Bronchogenic cysts located in the gastric wall are most often asymptomatic and discovered incidentally during a radiological or endoscopic test. The risk of further complication (intracystic bleeding, superinfection, compression) is not known in this location [
3] whereas there is a high risk of further complications with pulmonary bronchogenic cysts. The morphology of gastric bronchogenic cysts may be misleading. In endoscopy they look like external compressions or submucosal masses suggestive of stromal tumor especially if located in the fundus. Usually, a histological examination also does not help the diagnosis. A computed tomography scan shows a round or oval-shaped mass, well-circumscribed and thin-walled, with fluid density and no enhancement after injecting the contrast agent. However, the lesion can be misdiagnosed as a solid mass in cases in which it contains thick mucinous and proteinaceous secretions [
4]. An EUS test shows a hypoechoic or anechoic, well-circumscribed, round or oval lesion which is located in the fourth hypoechoic layer of the gastric wall. Despite a good performance in terms of diagnosing gastric bronchogenic cysts, EUSs can sometimes be limited by the variability of the components of the cyst content. In the presence of thick fluid content, an EUS cannot exclude an encysted stromal tumor, which can also be located in the fourth hypoechoic layer and may contain intratumoral cysts. Some authors [
5,
6] suggest searching ciliated cells via a cytological study performed by an endosonographically-guided fine-needle aspiration.
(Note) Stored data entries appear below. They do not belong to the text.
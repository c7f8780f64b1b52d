//! Values that flow through the pipeline: candidate source, diagnostics,
//! rendered videos and per-run attempt counters.

use regex::Regex;
use serde::{Deserialize, Serialize};
use std::fmt;
use std::path::PathBuf;
use std::sync::LazyLock;

// Top-level classes only; nested classes cannot be rendered by name.
static SCENE_CLASS_NAME: LazyLock<Regex> = LazyLock::new(|| {
    Regex::new(r"(?m)^class[ \t]+([A-Za-z_][A-Za-z0-9_]*)[ \t]*\([^)]*Scene[^)]*\)[ \t]*:")
        .expect("scene class name regex")
});

static CLASS_NAME: LazyLock<Regex> = LazyLock::new(|| {
    Regex::new(r"(?m)^class[ \t]+([A-Za-z_][A-Za-z0-9_]*)").expect("class name regex")
});

/// Fallback name for sources that do not declare any class.
pub const DEFAULT_SCENE_NAME: &str = "Scene";

/// Pipeline stage a [`Diagnostic`] originates from.
#[derive(Debug, Clone, Copy, PartialEq, Eq, Hash, Serialize, Deserialize)]
#[serde(rename_all = "lowercase")]
pub enum Stage {
    Generation,
    Validation,
    Render,
    Improve,
}

impl fmt::Display for Stage {
    fn fmt(&self, f: &mut fmt::Formatter<'_>) -> fmt::Result {
        let name = match self {
            Stage::Generation => "generation",
            Stage::Validation => "validation",
            Stage::Render => "render",
            Stage::Improve => "improve",
        };
        f.write_str(name)
    }
}

/// Whether a failure can be addressed by changing the code.
#[derive(Debug, Clone, Copy, PartialEq, Eq, Serialize, Deserialize)]
#[serde(rename_all = "lowercase")]
pub enum DiagnosticKind {
    /// A defect in the candidate source; repair may help.
    Fixable,
    /// Missing tooling or an unreachable dependency; repair cannot help.
    Environment,
}

/// Structured failure record.
#[derive(Debug, Clone, PartialEq, Eq, Serialize, Deserialize)]
#[serde(rename_all = "camelCase")]
pub struct Diagnostic {
    pub stage: Stage,
    pub kind: DiagnosticKind,
    pub message: String,
    #[serde(default, skip_serializing_if = "Option::is_none")]
    pub raw_output: Option<String>,
}

impl Diagnostic {
    pub fn fixable(stage: Stage, message: impl Into<String>) -> Self {
        Self {
            stage,
            kind: DiagnosticKind::Fixable,
            message: message.into(),
            raw_output: None,
        }
    }

    pub fn environment(stage: Stage, message: impl Into<String>) -> Self {
        Self {
            stage,
            kind: DiagnosticKind::Environment,
            message: message.into(),
            raw_output: None,
        }
    }

    pub fn with_raw_output(mut self, raw: impl Into<String>) -> Self {
        self.raw_output = Some(raw.into());
        self
    }

    pub fn is_environment(&self) -> bool {
        self.kind == DiagnosticKind::Environment
    }
}

impl fmt::Display for Diagnostic {
    fn fmt(&self, f: &mut fmt::Formatter<'_>) -> fmt::Result {
        write!(f, "[{}] {}", self.stage, self.message)
    }
}

/// One candidate animation program.
///
/// Artifacts are immutable: a fix or an improvement always produces a new
/// artifact. The name is the first declared class, which for Manim sources is
/// the scene handed to the renderer.
#[derive(Debug, Clone, PartialEq, Eq, Serialize, Deserialize)]
pub struct CodeArtifact {
    source: String,
    name: String,
}

impl CodeArtifact {
    pub fn new(source: impl Into<String>) -> Self {
        let source = source.into();
        let name = derive_name(&source);
        Self { source, name }
    }

    pub fn source(&self) -> &str {
        &self.source
    }

    pub fn name(&self) -> &str {
        &self.name
    }

    /// Length in characters.
    pub fn len(&self) -> usize {
        self.source.chars().count()
    }

    pub fn is_empty(&self) -> bool {
        self.source.trim().is_empty()
    }

    /// Source with line endings unified and surrounding whitespace removed.
    pub fn normalized(&self) -> String {
        self.source.replace("\r\n", "\n").trim().to_string()
    }

    /// True when both artifacts carry the same program modulo whitespace at
    /// the edges and line-ending style.
    pub fn same_as(&self, other: &CodeArtifact) -> bool {
        self.normalized() == other.normalized()
    }

    /// Stable 64-bit content hash over the normalised source and scene name.
    pub fn content_hash(&self) -> u64 {
        let mut data = self.normalized().into_bytes();
        data.push(0);
        data.extend_from_slice(self.name.as_bytes());
        rapidhash::v3::rapidhash_v3(&data)
    }

    pub fn into_source(self) -> String {
        self.source
    }
}

/// The first top-level class deriving from a Scene type, else the first
/// top-level class.
fn derive_name(source: &str) -> String {
    SCENE_CLASS_NAME
        .captures(source)
        .or_else(|| CLASS_NAME.captures(source))
        .and_then(|caps| caps.get(1))
        .map(|m| m.as_str().to_string())
        .unwrap_or_else(|| DEFAULT_SCENE_NAME.to_string())
}

/// A successfully rendered video.
#[derive(Debug, Clone, PartialEq, Eq, Serialize, Deserialize)]
#[serde(rename_all = "camelCase")]
pub struct VideoArtifact {
    pub file_name: String,
    pub path: PathBuf,
    pub url: String,
}

impl VideoArtifact {
    /// Deterministic file name for the video rendered from `code`.
    pub fn file_name_for(code: &CodeArtifact) -> String {
        format!("{}_{:016x}.mp4", code.name(), code.content_hash())
    }

    /// Public URL under which the service exposes a video file.
    pub fn public_url(base_url: &str, file_name: &str) -> String {
        format!("{}/animations/{}", base_url.trim_end_matches('/'), file_name)
    }
}

/// Counters describing how much work one orchestration run needed.
#[derive(Debug, Clone, Copy, Default, PartialEq, Eq, Serialize, Deserialize)]
#[serde(rename_all = "camelCase")]
pub struct AttemptMetadata {
    pub generation_attempts: u32,
    pub rendering_attempts: u32,
    pub was_code_fixed: bool,
    pub was_improved: bool,
}
use async_trait::async_trait;
use serde_json::{Map, Value};
use std::collections::HashMap;
use std::sync::Arc;
use std::sync::atomic::{AtomicU64, Ordering};
use std::time::Duration;
use tokio::sync::Mutex;
use tokio::time::Instant;
use tracing::{debug, warn};

use super::{Session, SessionEntry, SessionId, SessionLease, SessionStore};
use crate::error::{StudioError, StudioResult};

/// Bounds applied by [`InMemorySessionStore`].
#[derive(Debug, Clone, Copy, PartialEq, Eq)]
pub struct SessionPolicy {
    /// Live sessions kept before the least recently active one is evicted.
    pub max_sessions: usize,
    /// Sessions untouched for longer than this are dropped by `evict_expired`.
    pub idle_ttl: Duration,
    /// Per-list cap on history entries; the oldest entries are dropped first.
    pub max_history: usize,
}

impl Default for SessionPolicy {
    fn default() -> Self {
        Self {
            max_sessions: 1000,
            idle_ttl: Duration::from_secs(60 * 60),
            max_history: 200,
        }
    }
}

// The map holds one reference; any other means a caller is using the slot.
fn in_use(slot: &Arc<Slot>) -> bool {
    Arc::strong_count(slot) > 1
}

struct Slot {
    session: Mutex<Session>,
    // Milliseconds since the store's epoch; read without taking the session lock.
    touched_ms: AtomicU64,
}

/// An in-memory implementation of the `SessionStore` trait.
///
/// The outer map lock is held only to look up, insert or remove slots. Each
/// session has its own mutex, so mutations of one session are serialised
/// while different sessions never contend on anything but the map lookup.
pub struct InMemorySessionStore {
    sessions: Mutex<HashMap<SessionId, Arc<Slot>>>,
    policy: SessionPolicy,
    epoch: Instant,
}

impl InMemorySessionStore {
    /// Creates a new `InMemorySessionStore` with the default policy.
    pub fn new() -> Self {
        Self::with_policy(SessionPolicy::default())
    }

    pub fn with_policy(policy: SessionPolicy) -> Self {
        Self {
            sessions: Mutex::new(HashMap::new()),
            policy,
            epoch: Instant::now(),
        }
    }

    pub fn policy(&self) -> SessionPolicy {
        self.policy
    }

    fn now_ms(&self) -> u64 {
        Instant::now().duration_since(self.epoch).as_millis() as u64
    }

    fn touch(&self, slot: &Slot) {
        slot.touched_ms.store(self.now_ms(), Ordering::Relaxed);
    }

    async fn existing(&self, session_id: &SessionId) -> Option<Arc<Slot>> {
        self.sessions.lock().await.get(session_id).cloned()
    }

    async fn slot(&self, session_id: &SessionId) -> Arc<Slot> {
        let mut sessions = self.sessions.lock().await;
        if let Some(slot) = sessions.get(session_id) {
            return slot.clone();
        }

        if sessions.len() >= self.policy.max_sessions {
            let oldest = sessions
                .iter()
                .filter(|(_, slot)| !in_use(slot))
                .min_by_key(|(_, slot)| slot.touched_ms.load(Ordering::Relaxed))
                .map(|(id, _)| id.clone());
            match oldest {
                Some(oldest) => {
                    debug!(session = %oldest, "evicting least recently active session");
                    sessions.remove(&oldest);
                }
                None => warn!(
                    live = sessions.len(),
                    "all sessions are in use; exceeding session capacity"
                ),
            }
        }

        let slot = Arc::new(Slot {
            session: Mutex::new(Session::new(session_id.clone())),
            touched_ms: AtomicU64::new(self.now_ms()),
        });
        sessions.insert(session_id.clone(), slot.clone());
        debug!(session = %session_id, "created session");
        slot
    }
}

impl Default for InMemorySessionStore {
    fn default() -> Self {
        Self::new()
    }
}

#[async_trait]
impl SessionStore for InMemorySessionStore {
    async fn get(&self, session_id: &SessionId) -> StudioResult<Session> {
        let slot = self
            .existing(session_id)
            .await
            .ok_or_else(|| StudioError::SessionNotFound(session_id.clone()))?;
        let session = slot.session.lock().await;
        Ok(session.clone())
    }

    async fn get_or_create(&self, session_id: &SessionId) -> StudioResult<Session> {
        let slot = self.slot(session_id).await;
        self.touch(&slot);
        let session = slot.session.lock().await;
        Ok(session.clone())
    }

    async fn lease(&self, session_id: &SessionId) -> StudioResult<SessionLease> {
        let slot = self.slot(session_id).await;
        self.touch(&slot);
        Ok(SessionLease::new(slot))
    }

    async fn append_all(
        &self,
        session_id: &SessionId,
        entries: Vec<SessionEntry>,
    ) -> StudioResult<()> {
        let slot = self.slot(session_id).await;
        let mut session = slot.session.lock().await;
        for entry in entries {
            session.add_entry(entry, self.policy.max_history);
        }
        self.touch(&slot);
        Ok(())
    }

    async fn set_preferences(
        &self,
        session_id: &SessionId,
        preferences: Map<String, Value>,
    ) -> StudioResult<Session> {
        let slot = self.slot(session_id).await;
        let mut session = slot.session.lock().await;
        session.merge_preferences(preferences);
        self.touch(&slot);
        Ok(session.clone())
    }

    async fn clear(&self, session_id: &SessionId) -> StudioResult<bool> {
        let removed = self.sessions.lock().await.remove(session_id).is_some();
        debug!(session = %session_id, removed, "cleared session");
        Ok(removed)
    }

    async fn list(&self) -> StudioResult<Vec<SessionId>> {
        let mut ids: Vec<SessionId> = self.sessions.lock().await.keys().cloned().collect();
        ids.sort();
        Ok(ids)
    }

    async fn evict_expired(&self) -> StudioResult<usize> {
        let now = self.now_ms();
        let ttl = self.policy.idle_ttl.as_millis() as u64;
        let mut sessions = self.sessions.lock().await;
        let before = sessions.len();
        sessions.retain(|_, slot| {
            in_use(slot) || now.saturating_sub(slot.touched_ms.load(Ordering::Relaxed)) <= ttl
        });
        let evicted = before - sessions.len();
        if evicted > 0 {
            debug!(evicted, "evicted idle sessions");
        }
        Ok(evicted)
    }
}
However, this aspiration can be challenging due to the thick content of the cyst and it may expose to superinfection of the cyst content [
3,
7]. The MRI was useful in the diagnosis [
4] by showing homogeneous hypersignal in sequences T1 and T2, with no enhancement after injecting the contrast agent, confirming the liquid nature of the cyst. In our patient’s case, confronting the results of the different morphological examinations allowed us to retain our gastric bronchogenic cyst diagnosis and we decided a mere endoscopic monitoring was sufficient treatment.